The remainder of the paper is organised as follows. In Sect. 2 we introduce the task of question retrieval for clarifying questions, along with the methods originally proposed by Aliannejadi et al., which adapted well-known information retrieval methods to the retrieval of questions from a question bank [3]. In Sect. 3 we describe the key issue regarding data preparation present in the original work, along with what we argue a more common and realisticFootnote 1 data preparation for this task should have been. Section 4 lists the experimental settings used to reproduce the original work and to study the differences in results caused by the differences in data preparation. We then report and analyse the experimental results in Sect. 5. For this, we develop the analysis along 3 main directions: (1) the effectiveness of methods on the data preparation of Aliannejadi et al., (2) their effect on what we repute as the correct data preparation for this task, and (3) an analysis of issues related to the topics and question-bank, their representation and the difference that these generate across keyword matching and learnt models.

2 Question Retrieval for Clarifying Questions

2.1 The Question Retrieval Task

Figure 1 provides an overview of a system that uses clarifying questions to improve the search effectiveness of document retrieval. In the context of this paper, we focus on the first module: the question retrieval module. In this context, the question retrieval module takes as input the original user query q and uses it to retrieve candidate clarifying questions organised as a ranking \(\mathcal {R}_{cq} = {<}cq_1, cq_2, \ldots , cq_k{>}\) from a question bank \(\mathcal{Q}\mathcal{B}\). We note that the question bank \(\mathcal{Q}\mathcal{B}\) is not tailored a-priori to the query q: that is, \(\mathcal{Q}\mathcal{B}\) contains a large set of clarifying questions, some of which applicable to any of the users’ queries (or any of the queries that are deemed to needing a clarifying question).

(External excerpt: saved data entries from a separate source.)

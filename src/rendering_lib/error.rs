// src/rendering_lib/error.rs

use thiserror::Error;

use crate::volume_lib::ConfigError;

/// GPU resource failures. Fatal to the strategy that hit them.
#[derive(Error, Debug, Clone, PartialEq)]
pub enum ResourceError {
    #[error("shader program '{label}' failed to build: {message}")]
    ShaderCompilation { label: String, message: String },

    #[error("texture '{label}' could not be allocated: {message}")]
    TextureAllocation { label: String, message: String },

    #[error("buffer '{label}' could not be allocated: {message}")]
    BufferAllocation { label: String, message: String },

    #[error("upload to '{label}' expected {expected} bytes, got {actual}")]
    UploadSize { label: String, expected: usize, actual: usize },

    #[error("unknown GPU resource: {0}")]
    UnknownResource(String),

    #[error("surface error: {0}")]
    Surface(String),

    #[error("no suitable GPU adapter found")]
    NoAdapter,

    #[error("device request failed: {0}")]
    DeviceRequest(String),
}

/// Errors surfaced by the rendering context.
#[derive(Error, Debug, Clone, PartialEq)]
pub enum RenderError {
    #[error(transparent)]
    Config(#[from] ConfigError),

    #[error(transparent)]
    Resource(#[from] ResourceError),

    #[error("no rendering strategy is active")]
    NoStrategy,

    #[error("render requested before any volume was configured")]
    NotConfigured,
}
// src/rendering_lib/strategies/mesh_strip.rs

use super::{build_with_rollback, GpuResources, GridDimensionsUniform, RenderStrategy, StrategyKind};
use crate::rendering_lib::backend::{
    BlendMode, BufferId, BufferKind, DrawCommand, Geometry, GpuBackend, ProgramDescriptor, ProgramId, Topology,
};
use crate::rendering_lib::error::ResourceError;
use crate::rendering_lib::shader::MESH_SHADER_SOURCE;
use crate::rendering_lib::vertex::ShadedVertex;
use crate::volume_lib::{ConfigureOutcome, Dimensions, RendererState};

/// The selected layer as a single triangle strip with shared vertices.
pub struct MeshTriangleStrip {
    resources: GpuResources,
    program: ProgramId,
    vertex_buffer: BufferId,
    vertices: Vec<ShadedVertex>,
}

impl MeshTriangleStrip {
    pub fn new(gpu: &mut dyn GpuBackend) -> Result<Self, ResourceError> {
        let label = format!("{} Program", StrategyKind::MeshTriangleStrip.name());
        let ((program, vertex_buffer), resources) = build_with_rollback(gpu, |gpu, res| {
            let vertex_buffer = res.buffer(gpu, "Strip Vertex Buffer", BufferKind::Vertex)?;
            let program = res.program(
                gpu,
                &ProgramDescriptor {
                    label: &label,
                    source: MESH_SHADER_SOURCE,
                    vertex_layout: ShadedVertex::layout(),
                    topology: Topology::TriangleStrip,
                    blend: BlendMode::Opaque,
                    uniform_size: std::mem::size_of::<GridDimensionsUniform>() as u64,
                    texture: None,
                },
            )?;
            Ok((program, vertex_buffer))
        })?;

        Ok(Self { resources, program, vertex_buffer, vertices: Vec::new() })
    }
}

/// Zig-zags across each pair of rows, `(x, y)` then `(x, y + 1)`.
///
/// Rows are stitched with two degenerate vertices (the last vertex of one
/// row and the first of the next). Each row contributes an even number of
/// vertices, so every row starts on the same winding parity.
pub fn build_strip(dims: Dimensions, shades: &[u8], vertices: &mut Vec<ShadedVertex>) {
    vertices.clear();
    let rows = dims.y.saturating_sub(1);
    if rows == 0 {
        return;
    }
    vertices.reserve(strip_vertex_count(dims));

    let shade = |x: u32, y: u32| shades[(x + y * dims.x) as usize];
    for y in 0..rows {
        if y > 0 {
            let last = vertices[vertices.len() - 1];
            vertices.push(last);
            vertices.push(ShadedVertex::new(0, y, shade(0, y)));
        }
        for x in 0..dims.x {
            vertices.push(ShadedVertex::new(x, y, shade(x, y)));
            vertices.push(ShadedVertex::new(x, y + 1, shade(x, y + 1)));
        }
    }
}

/// `(y - 1) * 2x` row vertices plus two per row join.
pub fn strip_vertex_count(dims: Dimensions) -> usize {
    let rows = dims.y.saturating_sub(1) as usize;
    if rows == 0 {
        return 0;
    }
    rows * 2 * dims.x as usize + (rows - 1) * 2
}

impl RenderStrategy for MeshTriangleStrip {
    fn kind(&self) -> StrategyKind {
        StrategyKind::MeshTriangleStrip
    }

    fn sync(&mut self, _: &mut dyn GpuBackend, _: &RendererState, _: &ConfigureOutcome) -> Result<(), ResourceError> {
        Ok(())
    }

    fn render(&mut self, gpu: &mut dyn GpuBackend, state: &RendererState) -> Result<(), ResourceError> {
        let dims = state.volume().dims();
        build_strip(dims, state.selected_layer(), &mut self.vertices);
        if self.vertices.len() < 3 {
            return Ok(());
        }

        gpu.write_buffer(self.vertex_buffer, bytemuck::cast_slice(&self.vertices))?;
        let uniform = GridDimensionsUniform::new(dims);
        gpu.draw(&DrawCommand {
            program: self.program,
            vertex_buffer: self.vertex_buffer,
            geometry: Geometry::Arrays { vertices: 0..self.vertices.len() as u32 },
            texture: None,
            uniforms: bytemuck::bytes_of(&uniform),
        })
    }

    fn dispose(&mut self, gpu: &mut dyn GpuBackend) {
        self.resources.release_all(gpu);
    }
}

#[cfg(test)]
mod tests {
    use super::*;

    fn signed_area(a: &ShadedVertex, b: &ShadedVertex, c: &ShadedVertex) -> f32 {
        let (ax, ay) = (a.position[0], a.position[1]);
        let (bx, by) = (b.position[0], b.position[1]);
        let (cx, cy) = (c.position[0], c.position[1]);
        (bx - ax) * (cy - ay) - (by - ay) * (cx - ax)
    }

    #[test]
    fn vertex_count_matches_formula() {
        let dims = Dimensions::new(3, 3, 1);
        let mut vertices = Vec::new();
        build_strip(dims, &[0; 9], &mut vertices);
        assert_eq!(vertices.len(), 14);
        assert_eq!(strip_vertex_count(dims), 14);
    }

    #[test]
    fn winding_is_consistent_across_rows() {
        let dims = Dimensions::new(4, 5, 1);
        let mut vertices = Vec::new();
        build_strip(dims, &[0; 20], &mut vertices);

        let mut expected_sign = None;
        for i in 0..vertices.len() - 2 {
            let area = signed_area(&vertices[i], &vertices[i + 1], &vertices[i + 2]);
            if area == 0.0 {
                continue;
            }
            // Strip triangles alternate orientation; undo that to compare.
            let normalised = if i % 2 == 0 { area } else { -area };
            let sign = normalised > 0.0;
            assert_eq!(*expected_sign.get_or_insert(sign), sign, "triangle {i}");
        }
    }

    #[test]
    fn shades_follow_positions() {
        let dims = Dimensions::new(2, 2, 1);
        let mut vertices = Vec::new();
        build_strip(dims, &[10, 20, 30, 40], &mut vertices);
        let shades: Vec<u8> = vertices.iter().map(ShadedVertex::shade).collect();
        assert_eq!(shades, vec![10, 30, 20, 40]);
    }

    #[test]
    fn single_row_has_no_strip() {
        let mut vertices = Vec::new();
        build_strip(Dimensions::new(5, 1, 1), &[0; 5], &mut vertices);
        assert!(vertices.is_empty());
    }
}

This is an important aspect to stress because, as we shall discuss in Sect. 3, it should be reflected in how the data in the \(\mathcal{Q}\mathcal{B}\) should be prepared for experimentation. We further note that the question retrieval module would not be necessary if questions were generated on the fly given the input (e.g., via a generative language model), rather than retrieved from a question-bank [1, 32, 35, 38]; this is however not the setting considered by the reference paper we aim to reproduce.

2.2 Methods for Question Retrieval

In the original paper, Aliannejadi et al. adapted the question retrieval task methods from three broad families of retrieval models: keyword-matching models [23, 36], learning to rank models [16, 19], and transformer-based models [17, 30].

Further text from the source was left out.